Tour de Bond: Thunderball (1961)

I have conflicted feelings about Thunderball. On the one hand, it’s one of the best novels — the final book in what I consider the series’ apex. It’s also the book that kicked off the Bond phenomenon, by leading film producer Albert “Cubby” Broccoli to secure the rights to the franchise. However, the conflict over its origins mired Fleming in a lawsuit that some would argue led to his death in 1964, and kept a shadow over the franchise for decades to come.

Thunderball was a novelization of a film treatment — a film that grew out of the failed TV series concepts that I mentioned last time. Xanadu Productions, a venture launched by Fleming, along with Kevin McClory, Ivar Bryce and Earnest Cuneo, prepared to launch a Bond film series, with Thunderball as the first film. For various reasons, the deal fell through (interested parties can read up on it via wikipedia), and Fleming, as he had done with the TV series treatments, re-wrote the treatment as a novel. This led to a lawsuit, spearheaded by McClory, charging plagiarism and improper credit, which had several results.

First was the stress of the lawsuit which many credit (along with Fleming’s prodigious smoking habit) with being a major cause of Fleming’s heart attack in 1961, and then another in 1964, which killed him. Second was a shared credit on the novel — “based on a screen treatment by Kevin McClory, Jack Whittingham, and Ian Fleming,” and, most lasting, a shared claim to the film rights — which eventually led to Kevin McClory producing a rival Bond film in 1983: Never Say Never Again, a remake of the novel’s plot, starring Sean Connery and released in competition with the official entry for that year, Roger Moore’s Octopussy.

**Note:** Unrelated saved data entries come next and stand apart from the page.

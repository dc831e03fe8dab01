//! Security alerts and the deduplicating alert store

use chrono::{DateTime, Utc};
use parking_lot::{Mutex, RwLock};
use regex::Regex;
use serde::{Deserialize, Serialize};
use std::collections::{BTreeMap, HashMap};
use std::sync::Arc;
use tracing::debug;

use crate::app::events::{CoreEvent, EventBus};
use crate::error::ConfigError;
use crate::http::HttpMessage;

/// Risk level for alerts
#[derive(Debug, Clone, Copy, PartialEq, Eq, PartialOrd, Ord, Hash, Serialize, Deserialize)]
#[serde(rename_all = "lowercase")]
pub enum Risk {
    Info,
    Low,
    Medium,
    High,
}

impl Risk {
    pub fn as_str(&self) -> &'static str {
        match self {
            Risk::Info => "info",
            Risk::Low => "low",
            Risk::Medium => "medium",
            Risk::High => "high",
        }
    }
}

/// How sure the rule is about a finding
#[derive(Debug, Clone, Copy, PartialEq, Eq, PartialOrd, Ord, Hash, Serialize, Deserialize)]
#[serde(rename_all = "snake_case")]
pub enum Confidence {
    FalsePositive,
    Low,
    Medium,
    High,
    UserConfirmed,
}

/// A single finding
#[derive(Debug, Clone, PartialEq, Serialize, Deserialize)]
pub struct Alert {
    /// Id of the rule or plugin that raised it
    pub plugin_id: u32,

    pub name: String,

    pub risk: Risk,

    pub confidence: Confidence,

    pub uri: String,

    pub method: String,

    /// Affected parameter, empty when the alert is not parameter specific
    pub param: String,

    pub attack: String,

    pub evidence: String,

    pub description: String,

    pub solution: String,

    pub other_info: String,

    pub cwe_id: Option<u32>,

    pub wasc_id: Option<u32>,

    pub tags: BTreeMap<String, String>,

    /// History record the alert was raised on
    pub source_history_id: Option<u64>,

    pub raised_at: DateTime<Utc>,
}

impl Alert {
    pub fn new(plugin_id: u32, name: &str, risk: Risk, confidence: Confidence) -> Self {
        Self {
            plugin_id,
            name: name.to_string(),
            risk,
            confidence,
            uri: String::new(),
            method: "GET".to_string(),
            param: String::new(),
            attack: String::new(),
            evidence: String::new(),
            description: String::new(),
            solution: String::new(),
            other_info: String::new(),
            cwe_id: None,
            wasc_id: None,
            tags: BTreeMap::new(),
            source_history_id: None,
            raised_at: Utc::now(),
        }
    }

    /// Take uri, method and history id from the message
    pub fn for_message(mut self, message: &HttpMessage) -> Self {
        self.uri = message.url().to_string();
        self.method = message.method().to_string();
        self.source_history_id = message.history_id;
        self
    }

    pub fn with_uri(mut self, uri: &str) -> Self {
        self.uri = uri.to_string();
        self
    }

    pub fn with_param(mut self, param: &str) -> Self {
        self.param = param.to_string();
        self
    }

    pub fn with_attack(mut self, attack: &str) -> Self {
        self.attack = attack.to_string();
        self
    }

    pub fn with_evidence(mut self, evidence: &str) -> Self {
        self.evidence = evidence.to_string();
        self
    }

    pub fn with_description(mut self, description: &str) -> Self {
        self.description = description.to_string();
        self
    }

    pub fn with_solution(mut self, solution: &str) -> Self {
        self.solution = solution.to_string();
        self
    }

    pub fn with_other_info(mut self, info: &str) -> Self {
        self.other_info = info.to_string();
        self
    }

    pub fn with_cwe(mut self, cwe_id: u32) -> Self {
        self.cwe_id = Some(cwe_id);
        self
    }

    pub fn with_wasc(mut self, wasc_id: u32) -> Self {
        self.wasc_id = Some(wasc_id);
        self
    }

    pub fn with_tag(mut self, key: &str, value: &str) -> Self {
        self.tags.insert(key.to_string(), value.to_string());
        self
    }

    pub fn key(&self) -> AlertKey {
        AlertKey {
            plugin_id: self.plugin_id,
            uri: self.uri.clone(),
            param: self.param.clone(),
        }
    }
}

/// Deduplication key
#[derive(Debug, Clone, PartialEq, Eq, Hash, PartialOrd, Ord)]
pub struct AlertKey {
    pub plugin_id: u32,
    pub uri: String,
    pub param: String,
}

#[derive(Debug, Clone, Copy, PartialEq, Eq)]
pub enum UpsertOutcome {
    Added,
    Replaced,
}

/// Risk an alert filter assigns
#[derive(Debug, Clone, Copy, PartialEq, Eq, Serialize, Deserialize)]
#[serde(rename_all = "snake_case")]
pub enum FilterRisk {
    FalsePositive,
    Info,
    Low,
    Medium,
    High,
}

/// User rule rewriting alerts before they are stored
#[derive(Debug, Clone, PartialEq, Eq, Serialize, Deserialize)]
#[serde(default, deny_unknown_fields)]
pub struct AlertFilter {
    pub plugin_id: u32,
    pub new_risk: FilterRisk,
    /// Url the alert must be raised on; exact unless `url_is_regex`
    pub url: Option<String>,
    pub url_is_regex: bool,
    pub parameter: Option<String>,
    pub enabled: bool,
}

impl Default for AlertFilter {
    fn default() -> Self {
        Self {
            plugin_id: 0,
            new_risk: FilterRisk::FalsePositive,
            url: None,
            url_is_regex: false,
            parameter: None,
            enabled: true,
        }
    }
}

impl AlertFilter {
    pub fn compile(&self) -> Result<CompiledAlertFilter, ConfigError> {
        let url_regex = match (&self.url, self.url_is_regex) {
            (Some(url), true) => Some(Regex::new(&format!("^(?:{})$", url)).map_err(|e| {
                ConfigError::ValidationError {
                    field: "alert_filters.url".into(),
                    reason: e.to_string(),
                }
            })?),
            _ => None,
        };
        Ok(CompiledAlertFilter {
            filter: self.clone(),
            url_regex,
        })
    }
}

#[derive(Debug, Clone)]
pub struct CompiledAlertFilter {
    filter: AlertFilter,
    url_regex: Option<Regex>,
}

impl CompiledAlertFilter {
    pub fn applies_to(&self, alert: &Alert) -> bool {
        let f = &self.filter;
        if !f.enabled || f.plugin_id != alert.plugin_id {
            return false;
        }
        let url_matches = match (&f.url, &self.url_regex) {
            (_, Some(re)) => re.is_match(&alert.uri),
            (Some(url), None) => url == &alert.uri,
            (None, None) => true,
        };
        url_matches && f.parameter.as_deref().map_or(true, |p| p == alert.param)
    }

    fn apply(&self, alert: &mut Alert) {
        match self.filter.new_risk {
            FilterRisk::FalsePositive => alert.confidence = Confidence::FalsePositive,
            FilterRisk::Info => alert.risk = Risk::Info,
            FilterRisk::Low => alert.risk = Risk::Low,
            FilterRisk::Medium => alert.risk = Risk::Medium,
            FilterRisk::High => alert.risk = Risk::High,
        }
    }
}

/// Deduplicated findings keyed by (plugin, uri, parameter); later alerts
/// replace earlier ones.
pub struct AlertStore {
    alerts: Mutex<HashMap<AlertKey, Arc<Alert>>>,
    filters: RwLock<Vec<CompiledAlertFilter>>,
    events: EventBus,
}

impl AlertStore {
    pub fn new(events: EventBus) -> Self {
        Self {
            alerts: Mutex::new(HashMap::new()),
            filters: RwLock::new(Vec::new()),
            events,
        }
    }

    pub fn set_filters(&self, filters: &[AlertFilter]) -> Result<(), ConfigError> {
        let compiled = filters.iter().map(AlertFilter::compile).collect::<Result<Vec<_>, _>>()?;
        *self.filters.write() = compiled;
        Ok(())
    }

    pub fn upsert(&self, mut alert: Alert) -> UpsertOutcome {
        for filter in self.filters.read().iter() {
            if filter.applies_to(&alert) {
                filter.apply(&mut alert);
            }
        }

        let alert = Arc::new(alert);
        let mut alerts = self.alerts.lock();
        let previous = alerts.insert(alert.key(), Arc::clone(&alert));
        let outcome = if previous.is_some() {
            UpsertOutcome::Replaced
        } else {
            UpsertOutcome::Added
        };
        debug!(plugin = alert.plugin_id, uri = %alert.uri, param = %alert.param, ?outcome, "Alert stored");

        // Published under the lock so subscribers see store order
        self.events.publish(match outcome {
            UpsertOutcome::Added => CoreEvent::AlertAdded(alert),
            UpsertOutcome::Replaced => CoreEvent::AlertReplaced(alert),
        });
        outcome
    }

    pub fn get(&self, key: &AlertKey) -> Option<Arc<Alert>> {
        self.alerts.lock().get(key).cloned()
    }

    /// All alerts, highest risk first
    pub fn all(&self) -> Vec<Arc<Alert>> {
        let mut alerts: Vec<Arc<Alert>> = self.alerts.lock().values().cloned().collect();
        alerts.sort_by(|a, b| b.risk.cmp(&a.risk).then_with(|| a.key().cmp(&b.key())));
        alerts
    }

    pub fn count_by_risk(&self) -> BTreeMap<Risk, usize> {
        let mut counts = BTreeMap::new();
        for alert in self.alerts.lock().values() {
            *counts.entry(alert.risk).or_insert(0) += 1;
        }
        counts
    }

    pub fn len(&self) -> usize {
        self.alerts.lock().len()
    }

    pub fn is_empty(&self) -> bool {
        self.alerts.lock().is_empty()
    }

    pub fn clear(&self) {
        let mut alerts = self.alerts.lock();
        let removed = alerts.len();
        alerts.clear();
        self.events.publish(CoreEvent::AlertsCleared { removed });
    }
}

impl std::fmt::Debug for AlertStore {
    fn fmt(&self, f: &mut std::fmt::Formatter<'_>) -> std::fmt::Result {
        f.debug_struct("AlertStore").field("alerts", &self.len()).finish()
    }
}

Aside from the controversy surrounding the book’s origins, though, this is perhaps the archetypal Bond story: Nuclear blackmail committed by SPECTRE (SPecial Executive for Counterespionage, Terrorism, Revenge and Extortion) under the direction of Ernst Stavro Blofeld (both introduced in this novel — such a seminal part of the Bond mythos that it’s hard to believe that it took 9 novels for them to appear), Bond stumbling upon the plot outside of an official assignment, only to have the import and meaning of the encounter made clear when he puts the pieces together later on during his actual assignment, a game of wits with a villain (in this case, Chemin de Fer against SPECTRE agent Emilio Largo), and of course the requisite helpings of sex, high living and violence.

Flemings eye for details is present in spades as well — the original film treatment was designed largely to show off a new method of underwater filming, and so there are large set-pieces involving scuba diving (a relatively new technology, only commercially available since the early 50s). Fleming takes great care with these sequences in the novel and provides a close look at what was still considered an exotic activity at the time. The climax of the novel features a mass underwater battle between the crew of the American submarine Manta and the crew of Largo’s yacht Disco Volante to recover the stolen NATO nukes, and is a textbook example of Fleming mixing detail and pacing to excellent effect.

The introduction of SPECTRE makes this novel especially interesting to me – a multinational criminal organization, formed by ex-intelligence operatives, Mafia and Tong criminals, and “stateless persons” – it’s the point at which the series begins to step from the post-war Cold War era into something more recognizable as the Modern Age. Even though it seemed far-fetched at the time, the idea of a mad billionaire running his own international private army, bent on destruction and criminal enterprise, seems like everyday headlines in our world now. Somewhere along the line, we’ve jumped a track and are now living in Bond’s world.

Next week, alas, we arrive at the one Bond novel I simply do not like at all — the last of the “experimental” Bonds, The Spy Who Loved Me (1962), which barely features Bond at all. In fact, I dislike the book so much, I don’t really see much that I’ll say about it, so I think I’ll double up and cover 1963’s On Her Majesty’s Secret Service as well. See you then.

5 Replies to “Tour de Bond: Thunderball (1961)”

  1. Gareth,

    I’ve been avidly following the Tour De Bond through Jason Blair’s ReTweets whenever a new entry goes up. My own progress through the Bond novels stalled after “Moonraker”, due to my own distractions rather than the quality of the material. After following your Tour for weeks, I’m finally ready to jump back into the fray and work through the rest of the Bond canon. Your thoughts from the Tour will be welcome company as I re-engage with 007.

    Keep it up,

    Dave

  2. Are you planning on covering On Her Majesty’s Secret Service?I’d be interested in what you think of it.